Health organizations, like Bristol Myers Squibb, believe that access to quality health care shouldn’t depend on the color of someone’s skin. They are rising up and joining with others to meet the challenge of assuring equity in health care.

“Our company has been on a journey to address health disparities for a number of years – an integral part of our mission to serve patients with serious diseases,” said Giovanni Caforio, M.D., chairman and chief executive officer, Bristol Myers Squibb. “Now more than ever, we recognize the urgent need to do more to address serious gaps in care among the underserved in communities around the world. This commitment reflects our belief that investments toward achieving health equity, and increasing diversity and inclusion are opportunities to advance our vision of transforming patients’ lives through science.”

A Commitment to Change


Dedicated to making a difference, Bristol Myers Squibb and the Bristol Myers Squibb Foundation each committed $150 million to advance diversity & inclusion and health equity in 5 areas.  “BMS has invested in addressing health disparities, increasing their U.S. Employee Giving Program, increasing clinical trial diversity, supporting  more diverse suppliers and doubling Black and African American and Hispanic and Latino executive representation to ensure its workforce reflects the demographics of the patients it      serves     ,” explains Shamika Williams, People and Business Resource Group (PBRG) leader of the BMS Black Organization for Leadership Development.

Advancing Health Equity
“We understand that the need has never been more urgent, and we have made it a priority to focus our capabilities and resources to eliminate the barriers to accessing high-quality care that exist for underserved and vulnerable populations,” said Adam Lenkowsky, Senior Vice President, General Manager of U.S. Commercial at Bristol Myers Squibb. And so, earlier this year the company donated $11 million to 56 nonprofit organizations focused on advancing health equity in the United States.” The grant recipients include patient advocacy and community-based organizations, health equity coalitions, medical societies, nonprofit healthcare institutions and others to support diverse populations including Black/African Americans, Hispanic/Latino  Americans, Asians, American Indian/Alaska Natives, Women, LGBTQ+, people with disabilities and more. These organizations will deliver programs to increase disease awareness and education in racially and ethnically diverse communities, improve access to high quality care and improve diversity in clinical trials. Grantees like the DC Black Church Initiative, CrowdCare Foundation and Henry J. Austin Community Health Center in Trenton, NJ have both strong ties to Black communities and are trusted bearers of health information and services.

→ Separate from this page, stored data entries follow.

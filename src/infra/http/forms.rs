//! Decoding of submitted post and comment forms.

use std::convert::Infallible;

use axum::{extract::FromRequestParts, http::request::Parts};
use axum_extra::extract::Multipart;
use serde::Deserialize;

use crate::application::{
    pagination::page_param,
    posts::{ImageUpload, PostForm},
};

#[derive(Debug, Default, Deserialize)]
#[serde(default)]
pub struct CommentSubmission {
    pub text: String,
}

/// Requested listing page, read from the raw query string.
#[derive(Debug, Default)]
pub struct PageQuery {
    pub page: Option<String>,
}

impl<S> FromRequestParts<S> for PageQuery
where
    S: Send + Sync,
{
    type Rejection = Infallible;

    async fn from_request_parts(parts: &mut Parts, _state: &S) -> Result<Self, Self::Rejection> {
        Ok(Self {
            page: parts.uri.query().and_then(page_param),
        })
    }
}

/// Collect the multipart post form. Unknown fields are ignored and an image
/// field without a file is treated as absent.
pub async fn read_post_form(mut multipart: Multipart) -> Result<PostForm, String> {
    let mut form = PostForm::default();

    while let Some(field) = multipart
        .next_field()
        .await
        .map_err(|err| format!("failed to read multipart field: {err}"))?
    {
        let Some(name) = field.name().map(str::to_string) else {
            continue;
        };

        match name.as_str() {
            "text" => {
                form.text = field
                    .text()
                    .await
                    .map_err(|err| format!("failed to read text: {err}"))?;
            }
            "group" => {
                form.group = field
                    .text()
                    .await
                    .map_err(|err| format!("failed to read group: {err}"))?;
            }
            "image" => {
                let file_name = field.file_name().unwrap_or_default().to_string();
                let data = field
                    .bytes()
                    .await
                    .map_err(|err| format!("failed to read image: {err}"))?;
                if !file_name.is_empty() || !data.is_empty() {
                    form.image = Some(ImageUpload { file_name, data });
                }
            }
            _ => {}
        }
    }

    Ok(form)
}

Bristol Myers Squibb is also putting health equity at the core of everything it does and looking inside at how it can change to be a better healthcare partner to the Black community and other communities experiencing health disparities. “BMS is evolving its patient support programs and collaborating with Academic Institutions and Black and      African American Physician Scientists to deepen its reach in low income communities,” said Dr. Anthonise Louis Fields, Senior Director, Team Lead-Academic Research Collaborations-US Market at Bristol Myers Squibb. It is also joining coalitions and engaging with policy makers to advance health equity in public policies. Additionally, the company is using its buying power and has pledged to spend $1 billion globally by 2025 with Black/African American and other diverse-owned businesses to help create jobs and generate a positive economic impact.    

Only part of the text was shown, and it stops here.